Collagen-induced p38 MAP kinase activation is a biomarker of platelet hyper-aggregation in patients with diabetes mellitus.

AIMS: We developed a novel method for diagnosing platelet hyper-aggregation in patients with type 2 diabetes mellitus (DM). MAIN
METHODS: By measuring the dose response of platelet aggregation to collagen, an individual ED(50) was determined. Based on the normal range identified in non-DM controls (mean+/-two SEM=0.460+/-0.082 microg/ml, n=47), type 2 DM patients were divided into high ED(50) (ED(50)>0.542 microg/ml; n=32: group I) or low ED(50) groups (ED(50)<0.378 microg/ml; n=32; group II). In these patients, collagen-induced levels of phospho-p38 MAPK and phospho-p44/p42 MAPK were measured using Western blots and enzyme-linked immunosorbent assays (ELISA).
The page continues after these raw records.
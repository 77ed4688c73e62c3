use std::path::{Path, PathBuf};
use std::sync::{Arc, Mutex};

use reelcut_clip_model::media::SourceVideo;
use reelcut_clip_model::segment::SegmentDescriptor;
use reelcut_clip_model::transcript::WordTiming;
use reelcut_common::config::AppConfig;
use reelcut_common::error::{ReelcutError, ReelcutResult};
use reelcut_render_engine::{
    render_clip_blocking, CaptionFont, CaptionRasterizer, ClipRenderer, EncodeJob, MediaProbe,
    ProgressSink, RenderBackend, RenderStage, TextStyle,
};

struct FakeProbe {
    width: u32,
    height: u32,
    duration_secs: f64,
}

impl FakeProbe {
    fn landscape() -> Self {
        Self {
            width: 1920,
            height: 1080,
            duration_secs: 60.0,
        }
    }
}

impl MediaProbe for FakeProbe {
    fn probe(&self, path: &Path) -> ReelcutResult<SourceVideo> {
        if path.ends_with("missing.mp4") {
            return Err(ReelcutError::media_open(path, "file does not exist"));
        }
        Ok(SourceVideo {
            path: path.to_path_buf(),
            width: self.width,
            height: self.height,
            duration_secs: self.duration_secs,
            has_audio: true,
        })
    }

    fn is_available(&self) -> bool {
        true
    }

    fn name(&self) -> &str {
        "fake-probe"
    }
}

#[derive(Clone, Copy, PartialEq)]
enum Outcome {
    Write,
    WriteNothing,
    Fail,
}

#[derive(Default)]
struct Recorded {
    jobs: Vec<EncodeJob>,
    caption_files_present: Vec<bool>,
}

struct RecordingBackend {
    outcome: Outcome,
    recorded: Arc<Mutex<Recorded>>,
}

impl RenderBackend for RecordingBackend {
    fn encode(&self, job: &EncodeJob, progress: &dyn ProgressSink) -> ReelcutResult<()> {
        let mut recorded = self.recorded.lock().unwrap();
        recorded
            .caption_files_present
            .push(job.captions.iter().all(|c| c.image_path.is_file()));
        recorded.jobs.push(job.clone());

        for fraction in [0.3, 0.1, 0.6, 1.2] {
            progress.report(fraction);
        }
        match self.outcome {
            Outcome::Write => {
                std::fs::write(&job.output_path, b"fake mp4")?;
                Ok(())
            }
            Outcome::WriteNothing => Ok(()),
            Outcome::Fail => Err(ReelcutError::encoding("ffmpeg failed (status 1)")),
        }
    }

    fn is_available(&self) -> bool {
        true
    }

    fn name(&self) -> &str {
        "recording"
    }
}

struct Harness {
    renderer: ClipRenderer,
    recorded: Arc<Mutex<Recorded>>,
    stages: Arc<Mutex<Vec<RenderStage>>>,
    dir: tempfile::TempDir,
}

impl Harness {
    fn new(config: AppConfig, outcome: Outcome) -> Self {
        let recorded = Arc::new(Mutex::new(Recorded::default()));
        let stages = Arc::new(Mutex::new(Vec::new()));
        let sink = stages.clone();
        let renderer = ClipRenderer::with_backends(
            Box::new(FakeProbe::landscape()),
            Box::new(RecordingBackend {
                outcome,
                recorded: recorded.clone(),
            }),
            config,
        )
        .unwrap()
        .with_rasterizer(CaptionRasterizer::new(CaptionFont::Builtin, TextStyle::default()))
        .with_stage_observer(move |stage| sink.lock().unwrap().push(stage));

        Self {
            renderer,
            recorded,
            stages,
            dir: tempfile::tempdir().unwrap(),
        }
    }

    fn output(&self) -> PathBuf {
        self.dir.path().join("clips").join("clip_1.mp4")
    }

    fn render(&self, segment: SegmentDescriptor, words: &[WordTiming]) -> ReelcutResult<PathBuf> {
        self.renderer
            .render(Path::new("/media/source.mp4"), &segment, &self.output(), words, None)
            .map(|r| r.output_path)
    }

    fn stages(&self) -> Vec<RenderStage> {
        self.stages.lock().unwrap().clone()
    }

    fn jobs(&self) -> Vec<EncodeJob> {
        self.recorded.lock().unwrap().jobs.clone()
    }
}

/// Words every half second from 5s to 45s.
fn steady_words() -> Vec<WordTiming> {
    (0..80)
        .map(|i| {
            let start = 5.0 + 0.5 * i as f64;
            WordTiming::new(format!("word{i}"), start, start + 0.4)
        })
        .collect()
}

#[test]
fn landscape_clip_walks_every_stage() {
    let harness = Harness::new(AppConfig::default(), Outcome::Write);
    let output = harness
        .render(SegmentDescriptor::new(10.0, 40.0), &steady_words())
        .unwrap();

    assert_eq!(output, harness.output());
    assert!(output.is_file());
    assert_eq!(
        harness.stages(),
        vec![
            RenderStage::Loaded,
            RenderStage::Subclipped,
            RenderStage::Planned,
            RenderStage::Captioned,
            RenderStage::Composited,
            RenderStage::Done,
        ]
    );

    let jobs = harness.jobs();
    assert_eq!(jobs.len(), 1);
    let job = &jobs[0];
    assert_eq!((job.window.start(), job.window.end()), (10.0, 40.0));
    assert_eq!(job.layout.foreground_size.width, 1020);
    assert_eq!(job.layout.background_crop.size(), job.layout.target);
    assert_eq!(job.captions.len(), 15);
    assert!(job.captions.iter().all(|c| c.start >= 0.0 && c.end <= 30.0 && c.start < c.end));
    assert!(job.captions.iter().all(|c| c.y < 1632));
    assert!(harness.recorded.lock().unwrap().caption_files_present[0]);
}

#[test]
fn caption_bitmaps_are_removed_after_render() {
    let harness = Harness::new(AppConfig::default(), Outcome::Write);
    harness
        .render(SegmentDescriptor::new(10.0, 20.0), &steady_words())
        .unwrap();
    let job = &harness.jobs()[0];
    assert!(!job.captions.is_empty());
    assert!(job.captions.iter().all(|c| !c.image_path.exists()));
}

#[test]
fn progress_is_monotonic_and_finishes_at_one() {
    let harness = Harness::new(AppConfig::default(), Outcome::Write);
    let seen = Mutex::new(Vec::new());
    let sink = |f: f64| seen.lock().unwrap().push(f);

    harness
        .renderer
        .render(
            Path::new("/media/source.mp4"),
            &SegmentDescriptor::new(10.0, 40.0),
            &harness.output(),
            &[],
            Some(&sink),
        )
        .unwrap();

    let seen = seen.into_inner().unwrap();
    assert_eq!(seen.first(), Some(&0.0));
    assert_eq!(seen.last(), Some(&1.0));
    assert!(seen.windows(2).all(|w| w[0] < w[1]));
    assert_eq!(seen.iter().filter(|f| **f == 1.0).count(), 1);
}

#[test]
fn disabled_captions_render_layers_only() {
    let mut config = AppConfig::default();
    config.captions.enabled = false;
    let harness = Harness::new(config, Outcome::Write);
    harness
        .render(SegmentDescriptor::new(10.0, 40.0), &steady_words())
        .unwrap();
    assert!(harness.jobs()[0].captions.is_empty());
}

#[test]
fn empty_transcript_renders_layers_only() {
    let harness = Harness::new(AppConfig::default(), Outcome::Write);
    harness.render(SegmentDescriptor::new(0.0, 30.0), &[]).unwrap();
    assert!(harness.jobs()[0].captions.is_empty());
}

#[test]
fn collapsed_range_fails_before_planning() {
    let harness = Harness::new(AppConfig::default(), Outcome::Write);
    let err = harness
        .render(SegmentDescriptor::new(50.0, 50.0), &steady_words())
        .unwrap_err();

    assert!(matches!(err, ReelcutError::InvalidRange { .. }));
    assert!(err.is_skippable_segment());
    assert_eq!(harness.stages(), vec![RenderStage::Loaded, RenderStage::Failed]);
    assert!(harness.jobs().is_empty());
}

#[test]
fn out_of_bounds_segments_are_clamped() {
    let harness = Harness::new(AppConfig::default(), Outcome::Write);
    harness.render(SegmentDescriptor::new(-5.0, 10.0), &[]).unwrap();
    harness.render(SegmentDescriptor::new(-10.0, 500.0), &[]).unwrap();

    let jobs = harness.jobs();
    assert_eq!((jobs[0].window.start(), jobs[0].window.end()), (0.0, 10.0));
    assert_eq!((jobs[1].window.start(), jobs[1].window.end()), (0.0, 60.0));
}

#[test]
fn open_ended_segment_runs_to_end_of_source() {
    let harness = Harness::new(AppConfig::default(), Outcome::Write);
    harness.render(SegmentDescriptor::open_ended(45.0), &[]).unwrap();

    let job = &harness.jobs()[0];
    assert_eq!((job.window.start(), job.window.end()), (45.0, 60.0));
}

#[test]
fn missing_source_fails_while_loading() {
    let harness = Harness::new(AppConfig::default(), Outcome::Write);
    let err = harness
        .renderer
        .render(
            Path::new("/media/missing.mp4"),
            &SegmentDescriptor::new(0.0, 10.0),
            &harness.output(),
            &[],
            None,
        )
        .unwrap_err();

    assert!(matches!(err, ReelcutError::MediaOpen { .. }));
    assert_eq!(harness.stages(), vec![RenderStage::Failed]);
}

#[test]
fn degenerate_source_is_invalid_argument() {
    let renderer = ClipRenderer::with_backends(
        Box::new(FakeProbe {
            width: 1920,
            height: 0,
            duration_secs: 60.0,
        }),
        Box::new(RecordingBackend {
            outcome: Outcome::Write,
            recorded: Arc::default(),
        }),
        AppConfig::default(),
    )
    .unwrap();
    let dir = tempfile::tempdir().unwrap();
    let err = renderer
        .render(
            Path::new("/media/source.mp4"),
            &SegmentDescriptor::new(0.0, 10.0),
            &dir.path().join("out.mp4"),
            &[],
            None,
        )
        .unwrap_err();
    assert!(matches!(err, ReelcutError::InvalidArgument { .. }));
}

#[test]
fn encoder_failure_is_reported() {
    let harness = Harness::new(AppConfig::default(), Outcome::Fail);
    let err = harness
        .render(SegmentDescriptor::new(0.0, 10.0), &[])
        .unwrap_err();
    assert!(matches!(err, ReelcutError::Encoding { .. }));
    assert_eq!(harness.stages().last(), Some(&RenderStage::Failed));
    assert!(!harness.stages().contains(&RenderStage::Composited));
}

#[test]
fn missing_output_is_an_encoding_error() {
    let harness = Harness::new(AppConfig::default(), Outcome::WriteNothing);
    let err = harness
        .render(SegmentDescriptor::new(0.0, 10.0), &[])
        .unwrap_err();
    assert!(matches!(err, ReelcutError::Encoding { .. }));
}

#[test]
fn unrenderable_chunk_is_omitted() {
    let mut config = AppConfig::default();
    config.captions.chunk_size = 1;
    let harness = Harness::new(config, Outcome::Write);
    let words = vec![
        WordTiming::new("hello", 1.0, 1.5),
        WordTiming::new("\u{65E5}\u{672C}", 1.5, 2.0),
        WordTiming::new("world", 2.0, 2.5),
    ];

    harness.render(SegmentDescriptor::new(0.0, 10.0), &words).unwrap();
    let captions = &harness.jobs()[0].captions;
    assert_eq!(captions.len(), 2);
    assert_eq!(captions[1].start, 2.0);
}

#[test]
fn sidecar_is_written_when_enabled() {
    let mut config = AppConfig::default();
    config.captions.write_sidecar = true;
    let harness = Harness::new(config, Outcome::Write);
    harness
        .render(SegmentDescriptor::new(10.0, 40.0), &steady_words())
        .unwrap();

    let srt = std::fs::read_to_string(harness.output().with_extension("srt")).unwrap();
    assert!(srt.starts_with("1\n00:00:00,000 --> 00:00:01,900\n"));
}

#[test]
fn batch_keeps_going_after_a_bad_segment() {
    let harness = Harness::new(AppConfig::default(), Outcome::Write);
    let segments = vec![
        SegmentDescriptor::new(0.0, 10.0).with_title("First hook"),
        SegmentDescriptor::new(70.0, 80.0),
        SegmentDescriptor::new(20.0, 30.0).with_title("Third"),
    ];
    let out_dir = harness.dir.path().join("batch");

    let results = harness.renderer.render_all(
        Path::new("/media/source.mp4"),
        &segments,
        &out_dir,
        &steady_words(),
        None,
    );

    assert_eq!(results.len(), 3);
    let first = results[0].as_ref().unwrap();
    let name = first.output_path.file_name().unwrap().to_string_lossy();
    assert!(name.starts_with("clip_1_First hook_"));
    assert!(matches!(results[1], Err(ReelcutError::InvalidRange { .. })));
    assert!(results[2].is_ok());
    assert_eq!(harness.jobs().len(), 2);
}

#[tokio::test]
async fn blocking_helper_renders_on_worker() {
    let harness = Harness::new(AppConfig::default(), Outcome::Write);
    let output = harness.output();
    let renderer = Arc::new(harness.renderer);

    let result = render_clip_blocking(
        renderer,
        PathBuf::from("/media/source.mp4"),
        SegmentDescriptor::new(0.0, 5.0),
        output.clone(),
        steady_words(),
        None,
    )
    .await
    .unwrap();

    assert!(result.success);
    assert_eq!(result.output_path, output);
}
//! Render progress reporting.

use std::sync::Mutex;

/// Receives render progress as a fraction in `[0, 1]`.
///
/// Reports are delivered synchronously on the rendering thread.
pub trait ProgressSink {
    fn report(&self, fraction: f64);
}

impl<F: Fn(f64)> ProgressSink for F {
    fn report(&self, fraction: f64) {
        self(fraction)
    }
}

/// A sink that discards every report.
#[derive(Debug, Default, Clone, Copy)]
pub struct NoProgress;

impl ProgressSink for NoProgress {
    fn report(&self, _fraction: f64) {}
}

/// Wraps a sink so it only ever sees clamped, non-decreasing fractions and
/// exactly one final `1.0`.
pub struct MonotonicProgress<'a> {
    inner: &'a dyn ProgressSink,
    state: Mutex<MonotonicState>,
}

#[derive(Debug, Default)]
struct MonotonicState {
    last: Option<f64>,
    finished: bool,
}

impl<'a> MonotonicProgress<'a> {
    pub fn new(inner: &'a dyn ProgressSink) -> Self {
        Self {
            inner,
            state: Mutex::new(MonotonicState::default()),
        }
    }

    /// Report completion. Only the first call is forwarded.
    pub fn finish(&self) {
        let Ok(mut state) = self.state.lock() else {
            return;
        };
        if state.finished {
            return;
        }
        state.finished = true;
        state.last = Some(1.0);
        drop(state);
        self.inner.report(1.0);
    }

    /// Last fraction forwarded, if any.
    pub fn last(&self) -> Option<f64> {
        self.state.lock().ok().and_then(|s| s.last)
    }
}

impl ProgressSink for MonotonicProgress<'_> {
    fn report(&self, fraction: f64) {
        if fraction.is_nan() {
            return;
        }
        // 1.0 is reserved for `finish`.
        let fraction = fraction.clamp(0.0, 1.0).min(0.999);
        let Ok(mut state) = self.state.lock() else {
            return;
        };
        if state.finished || state.last.is_some_and(|last| fraction <= last) {
            return;
        }
        state.last = Some(fraction);
        drop(state);
        self.inner.report(fraction);
    }
}

/// Maps one item's progress into its share of a batch.
pub(crate) struct BatchProgress<'a> {
    inner: &'a dyn ProgressSink,
    index: usize,
    total: usize,
}

impl<'a> BatchProgress<'a> {
    pub(crate) fn new(inner: &'a dyn ProgressSink, index: usize, total: usize) -> Self {
        Self {
            inner,
            index,
            total: total.max(1),
        }
    }
}

impl ProgressSink for BatchProgress<'_> {
    fn report(&self, fraction: f64) {
        self.inner
            .report((self.index as f64 + fraction.clamp(0.0, 1.0)) / self.total as f64);
    }
}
KEY
FINDINGS: In group II, the collagen (0.3 and 1 microg/ml)-induced levels of both phospho-p38 MAPK and phospho-p44/p42 MAPK measured by western blot analysis were found to be significantly higher than those in group I. The individual ED(50) was found to be significantly correlated with the collagen-induced levels of phospho-p38 MAPK and phospho-p44/p42 MAPK. This correlation was also observed when ELISA was used to measure phospho-p38 MAPK levels in a different population of DM patients (n=90). SIGNIFICANCE: These results strongly suggest that the phosphorylation levels of collagen-induced p38 MAPK and p44/p42 MAPK represent the hyperaggregability of platelets and that the quantification of phospho-p38 MAPK can be a new and useful diagnostic biomarker of platelet hyper-aggregation in DM patients.